RETRACTED: Amino acid based Rosuvastatin cocrystals: Towards the improvement of physicochemical parameters

Abstract

• Cocrystal construction between rosuvastatin calcium and amino acids. • Structural and In vitro characterization of cocrystals. • Establishment of intermolecular interaction within the cocrystals. • Cocrystals are found to exhibit higher solubility and dissolution rate. The poor physicochemical properties like low solubility and low dissolution rate of rosuvastatin calcium remain as an obstruction for formulation development. In the present investigation, we explore the evolution of rosuvastatin cocrystal, which may offer the synergetic physico-chemical properties of the drug. Cocrystal crafting depends on two possible intermolecular interactions, heteromeric and the homomeric selection of compounds with complementary functional groups are contemplated as a possible cause of supramolecular synthons in cocrystal formation. Specifically, cocrystals of rosuvastatin with L-asparagine and L-glutamine with molar ratio (1:1) were fabricated by using slow solvent evaporation and solvent evaporation techniques. Novel cocrystals of rosuvastatin-asparagine (RSC-C) and rosuvastatin-glutamine (RSC-G) cocrystals obtained by slow solvent evaporation were utilized for preliminary investigation and further scale-up was done by using the solvent evaporation technique. The novel cocrystals showed a new characteristic of powder X-ray diffraction, thermograms of differential scanning calorimetry, 1 H liquid FT-NMR spectra, and scanning electron microscopy. These results signify, the establishment of intermolecular interaction within the cocrystals. In both the novel cocrystals, rosuvastatin was determined to be engaged in the hydrogen bond interaction with the complementary functional groups of L-asparagine and L-glutamine.

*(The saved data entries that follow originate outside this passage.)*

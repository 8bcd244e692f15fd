//! Pause points — awaitable handles for one pending pause condition.
//!
//! A pause point is created and registered by the engine, then fulfilled
//! at most once when the simulator reports a `sim:pause` event naming it.
//! Fulfilment stores the completion value and wakes the waiter; later
//! fulfilments are ignored.
//!
//! A point removed from the engine before it fires is never fulfilled, so
//! its [`wait`](PausePoint::wait) never completes.  Callers must not await
//! a point they removed themselves.

use std::cell::RefCell;
use std::rc::Rc;

use embassy_sync::blocking_mutex::raw::NoopRawMutex;
use embassy_sync::signal::Signal;
use serde::{Deserialize, Serialize};
use serde_json::Value;

/// Condition under which the simulator stops and reports a pause point.
#[derive(Debug, Clone, PartialEq, Eq, Serialize, Deserialize)]
#[serde(tag = "type", rename_all = "kebab-case")]
pub enum PauseCondition {
    /// Stop when simulated time reaches `nanos`.
    TimeAbsolute { nanos: u64 },
    /// Stop `nanos` after the point is added.
    TimeRelative { nanos: u64 },
    /// Stop when the serial output contains `bytes`.
    SerialBytes { bytes: Vec<u8> },
}

impl PauseCondition {
    /// Wire name of the condition type, also the suffix of generated ids.
    pub fn kind(&self) -> &'static str {
        match self {
            Self::TimeAbsolute { .. } => "time-absolute",
            Self::TimeRelative { .. } => "time-relative",
            Self::SerialBytes { .. } => "serial-bytes",
        }
    }

    /// Parameters of the `pause-point:add` command: `{id, type, ...}`.
    pub(crate) fn add_params(&self, id: &str) -> Value {
        let mut params = serde_json::to_value(self).unwrap_or_else(|_| Value::Object(Default::default()));
        if let Value::Object(map) = &mut params {
            map.insert("id".into(), Value::String(id.to_owned()));
        }
        params
    }
}

struct Completion {
    value: RefCell<Option<Value>>,
    ready: Signal<NoopRawMutex, ()>,
}

/// Handle to one registered pause condition.
///
/// Cloning is cheap; every clone observes the same completion.
#[derive(Clone)]
pub struct PausePoint {
    id: Rc<str>,
    condition: Rc<PauseCondition>,
    completion: Rc<Completion>,
}

impl PausePoint {
    pub(crate) fn new(id: String, condition: PauseCondition) -> Self {
        Self {
            id: id.into(),
            condition: Rc::new(condition),
            completion: Rc::new(Completion {
                value: RefCell::new(None),
                ready: Signal::new(),
            }),
        }
    }

    pub fn id(&self) -> &str {
        &self.id
    }

    pub fn condition(&self) -> &PauseCondition {
        &self.condition
    }

    pub fn is_fulfilled(&self) -> bool {
        self.completion.value.borrow().is_some()
    }

    /// Store the completion value and wake the waiter.
    ///
    /// Returns `false` (and changes nothing) if already fulfilled.
    pub(crate) fn fulfill(&self, value: Value) -> bool {
        {
            let mut slot = self.completion.value.borrow_mut();
            if slot.is_some() {
                return false;
            }
            *slot = Some(value);
        }
        self.completion.ready.signal(());
        true
    }

    /// Suspend until the simulator reaches this point; yields the info the
    /// simulator attached to it (`null` if none).
    ///
    /// Once fulfilled, every call returns the stored value immediately.
    pub async fn wait(&self) -> Value {
        loop {
            if let Some(value) = self.completion.value.borrow().as_ref() {
                return value.clone();
            }
            self.completion.ready.wait().await;
        }
    }
}

impl core::fmt::Debug for PausePoint {
    fn fmt(&self, f: &mut core::fmt::Formatter<'_>) -> core::fmt::Result {
        f.debug_struct("PausePoint")
            .field("id", &self.id)
            .field("condition", &self.condition)
            .field("fulfilled", &self.is_fulfilled())
            .finish()
    }
}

Compared with the pure rosuvastatin, RSC-C and RSC-G cocrystal showed 2.17-fold and 1.60-fold improved solubility respectively. The dissolution test showed that the RSC-C and RSC-G cocrystal exhibited 1.64-fold and 1.45-fold higher dissolution rate than the pure rosuvastatin in pH6.8 phosphate buffer respectively. Modulation in the chemical environment, improvement in the solubility and dissolution rate demonstrated the benefit of co-crystallization to improve the physicochemical properties of the drug.